Sebaran Migrasi dan Profesi
Untuk level propinsi, mayoritas masyarakat mengadu nasib ke Surabaya. Maklum, kota ini adalah ibu kota propinsi dan merupakan kota terbesar ke-dua di Indonesia dengan segala potensinya, terutama di bidang industri dan jasa. Kota-kota yang lain, adalah Madiun, Malang, dan beberapa kabupaten lain yang tantangan alamnya lebih enteng dibanding Pacitan. Level pulau, adalah ibu kota propinsi dan kota-kota besar lain, seperti Yogyakarta, Semarang, Solo, Bandung, Bogor. Mayoritas pupulasi untuk level pulau adalah Jabodetabek. Jelas, karena perputaran uang di Indonesia, sekitar 70 % berada di kawasan ini.

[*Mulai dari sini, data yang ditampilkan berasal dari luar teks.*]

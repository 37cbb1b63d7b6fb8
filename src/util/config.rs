//! Configuration file support for rulesmith.
//!
//! Two configuration file locations are read:
//! - Global: `~/.rulesmith/config.toml` - User-wide defaults
//! - Project: `.rulesmith/config.toml` - Project-specific overrides
//!
//! Project config takes precedence over global config. Variables are merged
//! key by key, so a project can override `cc` without losing a global
//! `cflags`.

use std::path::{Path, PathBuf};

use anyhow::{Context, Result};
use serde::{Deserialize, Serialize};

use crate::core::invocation::VariableOverrides;
use crate::deps::ParseErrorPolicy;

/// rulesmith configuration.
#[derive(Debug, Clone, Default, PartialEq, Eq, Serialize, Deserialize)]
#[serde(default)]
pub struct RulesConfig {
    /// Toolchain selection and variables
    pub toolchain: ToolchainSection,

    /// Dependency bookkeeping
    pub deps: DepsSection,
}

/// `[toolchain]` table.
#[derive(Debug, Clone, Default, PartialEq, Eq, Serialize, Deserialize)]
#[serde(default)]
pub struct ToolchainSection {
    /// Backend name (e.g. "gcc-like", "msvc-like")
    pub backend: Option<String>,

    /// Variable overrides bound at selection time
    #[serde(skip_serializing_if = "VariableOverrides::is_empty")]
    pub vars: VariableOverrides,
}

/// `[deps]` table.
#[derive(Debug, Clone, Default, PartialEq, Eq, Serialize, Deserialize)]
#[serde(default)]
pub struct DepsSection {
    /// What to do when dependency data cannot be parsed
    pub on_parse_error: Option<ParseErrorPolicy>,

    /// Dependency store location
    pub store: Option<PathBuf>,
}

impl RulesConfig {
    /// Load configuration from a file.
    pub fn load(path: &Path) -> Result<Self> {
        let contents = std::fs::read_to_string(path)
            .with_context(|| format!("failed to read config file: {}", path.display()))?;

        toml::from_str(&contents)
            .with_context(|| format!("failed to parse config file: {}", path.display()))
    }

    /// Load configuration with fallback to defaults if the file doesn't
    /// exist or is broken.
    pub fn load_or_default(path: &Path) -> Self {
        if path.exists() {
            Self::load(path).unwrap_or_else(|e| {
                tracing::warn!("Failed to load config from {}: {:#}", path.display(), e);
                Self::default()
            })
        } else {
            Self::default()
        }
    }

    /// Save configuration to a file.
    pub fn save(&self, path: &Path) -> Result<()> {
        if let Some(parent) = path.parent() {
            std::fs::create_dir_all(parent).with_context(|| {
                format!("failed to create config directory: {}", parent.display())
            })?;
        }

        let contents =
            toml::to_string_pretty(self).with_context(|| "failed to serialize config")?;

        std::fs::write(path, contents)
            .with_context(|| format!("failed to write config file: {}", path.display()))?;

        Ok(())
    }

    /// Merge another config into this one (other takes precedence).
    pub fn merge(&mut self, other: RulesConfig) {
        if other.toolchain.backend.is_some() {
            self.toolchain.backend = other.toolchain.backend;
        }
        self.toolchain.vars.merge(&other.toolchain.vars);

        if other.deps.on_parse_error.is_some() {
            self.deps.on_parse_error = other.deps.on_parse_error;
        }
        if other.deps.store.is_some() {
            self.deps.store = other.deps.store;
        }
    }

    /// Configured backend, ignoring blank values.
    pub fn backend(&self) -> Option<&str> {
        self.toolchain
            .backend
            .as_deref()
            .map(str::trim)
            .filter(|name| !name.is_empty())
    }

    /// Effective parse error policy.
    pub fn parse_error_policy(&self) -> ParseErrorPolicy {
        self.deps.on_parse_error.unwrap_or_default()
    }
}

/// Load merged configuration from global and project locations.
///
/// Order of precedence (highest to lowest):
/// 1. Project config (.rulesmith/config.toml)
/// 2. Global config (~/.rulesmith/config.toml)
/// 3. Defaults
pub fn load_config(global_path: Option<&Path>, project_path: &Path) -> RulesConfig {
    let mut config = RulesConfig::default();

    if let Some(global_path) = global_path {
        config.merge(RulesConfig::load_or_default(global_path));
    }

    config.merge(RulesConfig::load_or_default(project_path));

    config
}

/// Get the global rulesmith config directory (~/.rulesmith).
pub fn global_config_dir() -> Option<PathBuf> {
    directories::BaseDirs::new().map(|b| b.home_dir().join(".rulesmith"))
}

/// Get the global config path (~/.rulesmith/config.toml).
pub fn global_config_path() -> Option<PathBuf> {
    global_config_dir().map(|dir| dir.join("config.toml"))
}

/// Get the project config path (.rulesmith/config.toml).
pub fn project_config_path(project_root: &Path) -> PathBuf {
    project_root.join(".rulesmith").join("config.toml")
}

#[cfg(test)]
mod tests {
    use super::*;
    use tempfile::TempDir;

    #[test]
    fn test_config_default() {
        let config = RulesConfig::default();
        assert!(config.backend().is_none());
        assert!(config.toolchain.vars.is_empty());
        assert_eq!(config.parse_error_policy(), ParseErrorPolicy::MarkStale);
    }

    #[test]
    fn test_config_load() {
        let tmp = TempDir::new().unwrap();
        let config_path = tmp.path().join("config.toml");

        std::fs::write(
            &config_path,
            r#"
[toolchain]
backend = "msvc-like"

[toolchain.vars]
cl = "clang-cl"
cflags = "-W4"

[deps]
on_parse_error = "warn"
store = "build/deps.json"
"#,
        )
        .unwrap();

        let config = RulesConfig::load(&config_path).unwrap();
        assert_eq!(config.backend(), Some("msvc-like"));
        assert_eq!(config.toolchain.vars.get("cl"), Some("clang-cl"));
        assert_eq!(config.toolchain.vars.get("cflags"), Some("-W4"));
        assert_eq!(config.parse_error_policy(), ParseErrorPolicy::Warn);
        assert_eq!(config.deps.store, Some(PathBuf::from("build/deps.json")));
    }

    #[test]
    fn test_config_rejects_unknown_policy() {
        let tmp = TempDir::new().unwrap();
        let config_path = tmp.path().join("config.toml");
        std::fs::write(&config_path, "[deps]\non_parse_error = \"retry\"\n").unwrap();

        assert!(RulesConfig::load(&config_path).is_err());
        assert_eq!(
            RulesConfig::load_or_default(&config_path),
            RulesConfig::default()
        );
    }

    #[test]
    fn test_config_merge() {
        let mut base = RulesConfig::default();
        base.toolchain.backend = Some("gcc-like".to_string());
        base.toolchain.vars.set("cc", "gcc-13");
        base.toolchain.vars.set("cflags", "-O2");

        let mut project = RulesConfig::default();
        project.toolchain.vars.set("cc", "clang");
        project.deps.on_parse_error = Some(ParseErrorPolicy::Warn);

        base.merge(project);

        assert_eq!(base.backend(), Some("gcc-like"));
        assert_eq!(base.toolchain.vars.get("cc"), Some("clang"));
        assert_eq!(base.toolchain.vars.get("cflags"), Some("-O2"));
        assert_eq!(base.parse_error_policy(), ParseErrorPolicy::Warn);
    }

    #[test]
    fn test_load_config_precedence() {
        let tmp = TempDir::new().unwrap();
        let global = tmp.path().join("global.toml");
        let project = project_config_path(tmp.path());

        let mut global_cfg = RulesConfig::default();
        global_cfg.toolchain.backend = Some("msvc-like".to_string());
        global_cfg.toolchain.vars.set("ldflags", "-debug");
        global_cfg.save(&global).unwrap();

        let mut project_cfg = RulesConfig::default();
        project_cfg.toolchain.backend = Some("gcc-like".to_string());
        project_cfg.save(&project).unwrap();

        let config = load_config(Some(&global), &project);
        assert_eq!(config.backend(), Some("gcc-like"));
        assert_eq!(config.toolchain.vars.get("ldflags"), Some("-debug"));
    }

    #[test]
    fn test_blank_backend_is_unset() {
        let mut config = RulesConfig::default();
        config.toolchain.backend = Some("  ".to_string());
        assert!(config.backend().is_none());
    }

    #[test]
    fn test_missing_files_give_defaults() {
        let tmp = TempDir::new().unwrap();
        let config = load_config(None, &tmp.path().join("missing.toml"));
        assert_eq!(config, RulesConfig::default());
    }
}
//! Rule rendering.
//!
//! Turns abstract invocations into concrete commands for a resolved
//! toolchain, and collects rendered rules into plans and compilation
//! databases.

pub mod compile_db;
pub mod plan;
pub mod render;

pub use compile_db::{CompileCommand, CompileDatabase};
pub use plan::Plan;
pub use render::{render, RenderedRule};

Untuk migrasi tingkat nasional, warga Pacitan menyebar ke beberapa daerah konsentrasi, khususnya Pulau Sumatera, Kepulauan Riau, serta Bangka Belitung. Untuk perpindahan ke Sumatera, biasanya dilatarbelakangi oleh program transmigrasi nasional yang marak digalakkan dari tahun 1980 – 1990. Sedangkan daerah tujuan yang lain, karena memiliki daya tarik secara ekonomi, baik sebagai daerah industri, jasa, maupun pertambangan.
Adapun untuk level manca negara, Singapura, Malaysia, dan Brunei Darussalam merupakan daerah yang tidak asing bagi warga Pacitan. Khususnya Singapura dan Malaysia, sejak abad 19 kedua wilayah tersebut sudah dijadikan tujuan migrasi. Contohnya kakek saya, ketika masih bujang, sekitar tahun 1912 merantau beberapa tahun di Malaysia dan membuka lahan perkebunan di sana, yang konon hingga kini masih ada tetapi masih dalam status quo kepemilikannya.

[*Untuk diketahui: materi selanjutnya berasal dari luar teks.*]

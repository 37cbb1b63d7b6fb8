//! Rule invocations and variable overrides.

use std::collections::{BTreeMap, BTreeSet};
use std::path::PathBuf;

use serde::{Deserialize, Serialize};

use super::action::Action;

/// Environment variables recognised by [`VariableOverrides::from_env_vars`],
/// paired with the template variable they populate.
pub const ENV_VARIABLES: &[(&str, &str)] = &[
    ("CC", "cc"),
    ("CXX", "cxx"),
    ("AR", "ar"),
    ("ARFLAGS", "arflags"),
    ("CFLAGS", "cflags"),
    ("CXXFLAGS", "cxxflags"),
    ("CPPFLAGS", "cppflags"),
    ("ASFLAGS", "asflags"),
    ("LDFLAGS", "ldflags"),
    ("LIBS", "libs"),
];

/// Named string values substituted into rule templates.
///
/// Values are opaque: nothing here validates them. When two layers are
/// merged the later one wins key by key.
#[derive(Debug, Clone, Default, PartialEq, Eq, Serialize, Deserialize)]
#[serde(transparent)]
pub struct VariableOverrides {
    vars: BTreeMap<String, String>,
}

impl VariableOverrides {
    /// Create an empty set of overrides.
    pub fn new() -> Self {
        VariableOverrides::default()
    }

    /// Builder-style variant of [`set`](Self::set).
    pub fn with(mut self, name: impl Into<String>, value: impl Into<String>) -> Self {
        self.set(name, value);
        self
    }

    /// Set a variable, replacing any previous value.
    pub fn set(&mut self, name: impl Into<String>, value: impl Into<String>) {
        self.vars.insert(name.into(), value.into());
    }

    /// Look up a variable.
    pub fn get(&self, name: &str) -> Option<&str> {
        self.vars.get(name).map(String::as_str)
    }

    /// Check if a variable is set.
    pub fn contains(&self, name: &str) -> bool {
        self.vars.contains_key(name)
    }

    /// Number of variables set.
    pub fn len(&self) -> usize {
        self.vars.len()
    }

    /// Check if no variables are set.
    pub fn is_empty(&self) -> bool {
        self.vars.is_empty()
    }

    /// Iterate over `(name, value)` pairs in name order.
    pub fn iter(&self) -> impl Iterator<Item = (&str, &str)> + '_ {
        self.vars.iter().map(|(k, v)| (k.as_str(), v.as_str()))
    }

    /// Merge another layer into this one (other takes precedence).
    pub fn merge(&mut self, other: &VariableOverrides) {
        for (name, value) in &other.vars {
            self.vars.insert(name.clone(), value.clone());
        }
    }

    /// Build overrides from environment-style variables.
    ///
    /// Only the names in [`ENV_VARIABLES`] are picked up; empty values are
    /// ignored. The caller decides where the pairs come from, so nothing
    /// here reads the process environment.
    pub fn from_env_vars<I, K, V>(vars: I) -> Self
    where
        I: IntoIterator<Item = (K, V)>,
        K: AsRef<str>,
        V: Into<String>,
    {
        let mut overrides = VariableOverrides::new();
        for (key, value) in vars {
            let Some((_, name)) = ENV_VARIABLES.iter().find(|(env, _)| *env == key.as_ref())
            else {
                continue;
            };
            let value = value.into();
            if !value.is_empty() {
                overrides.set(*name, value);
            }
        }
        overrides
    }

    /// Parse a `NAME=VALUE` assignment.
    pub fn parse_assignment(s: &str) -> Result<(String, String), String> {
        let (name, value) = s
            .split_once('=')
            .ok_or_else(|| format!("invalid variable assignment `{}` (expected NAME=VALUE)", s))?;
        let name = name.trim();
        if name.is_empty() {
            return Err(format!("invalid variable assignment `{}`: empty name", s));
        }
        Ok((name.to_string(), value.to_string()))
    }
}

impl<K: Into<String>, V: Into<String>> FromIterator<(K, V)> for VariableOverrides {
    fn from_iter<T: IntoIterator<Item = (K, V)>>(iter: T) -> Self {
        let mut overrides = VariableOverrides::new();
        for (k, v) in iter {
            overrides.set(k, v);
        }
        overrides
    }
}

/// A single build step to be rendered.
///
/// Inputs are kept exactly as given: no sorting and no deduplication, since
/// link order is significant.
#[derive(Debug, Clone, PartialEq, Eq, Serialize, Deserialize)]
pub struct RuleInvocation {
    /// What kind of step this is
    pub action: Action,
    /// Ordered input paths
    #[serde(default)]
    pub inputs: Vec<PathBuf>,
    /// Primary output path
    pub output: PathBuf,
    /// Additional outputs (depfiles)
    #[serde(default, skip_serializing_if = "BTreeSet::is_empty")]
    pub extra_outputs: BTreeSet<PathBuf>,
    /// Per-invocation variable overrides
    #[serde(default, skip_serializing_if = "VariableOverrides::is_empty")]
    pub vars: VariableOverrides,
}

impl RuleInvocation {
    /// Create an invocation with no inputs yet.
    pub fn new(action: Action, output: impl Into<PathBuf>) -> Self {
        RuleInvocation {
            action,
            inputs: Vec::new(),
            output: output.into(),
            extra_outputs: BTreeSet::new(),
            vars: VariableOverrides::new(),
        }
    }

    /// Add an input.
    pub fn input(mut self, input: impl Into<PathBuf>) -> Self {
        self.inputs.push(input.into());
        self
    }

    /// Add multiple inputs, preserving their order.
    pub fn inputs(mut self, inputs: impl IntoIterator<Item = impl Into<PathBuf>>) -> Self {
        self.inputs.extend(inputs.into_iter().map(Into::into));
        self
    }

    /// Declare an extra output.
    pub fn extra_output(mut self, path: impl Into<PathBuf>) -> Self {
        self.extra_outputs.insert(path.into());
        self
    }

    /// Set a per-invocation variable.
    pub fn var(mut self, name: impl Into<String>, value: impl Into<String>) -> Self {
        self.vars.set(name, value);
        self
    }

    /// Replace the per-invocation variables.
    pub fn with_vars(mut self, vars: VariableOverrides) -> Self {
        self.vars = vars;
        self
    }
}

Macam pekerjaan yang dilakukan saudara-saudara warga perantauan asal Pacitan sangat beragam. Dari pembantu rumah tangga, sopir, karyawan swasta, guru, dokter, pelaku usaha, pegawai negeri, birokrat, hingga yang terkenal saat ini adalah presiden. Jadi, sebagai daerah “pengekspor” tenaga kerja, profesi yang ada sangat komplit.
Permasalahan kependudukan
Namun, di luar “keberhasilan” mengirimkan tenaga ke luar daerah, Pacitan memiliki permasalahan yang sepertinya klasik, sebagaimana dialami daerah lain di negara-negara berkembang. Kelangkaan jumlah penduduk menjadi penyebab lambatnya (jika tidak boleh dibilang mandeg) pembangunan dan kenaikan tingkat kesejahteraan. Rumah tangga yang dahulunya memiliki warga rata-rata 5 orang, kini semakin berkurang seiring semakin dewasanya anak-anak. Dengan fasilitas pendidikan yang terbatas serta fasilitas untuk mencari penghidupan yang sedemikian rupa, orang tua yang berorientasi pada masa depan selalu mengirimkan anak-anaknya untuk mencari ilmu dan nafkah di daerah lain yang memungkinkan.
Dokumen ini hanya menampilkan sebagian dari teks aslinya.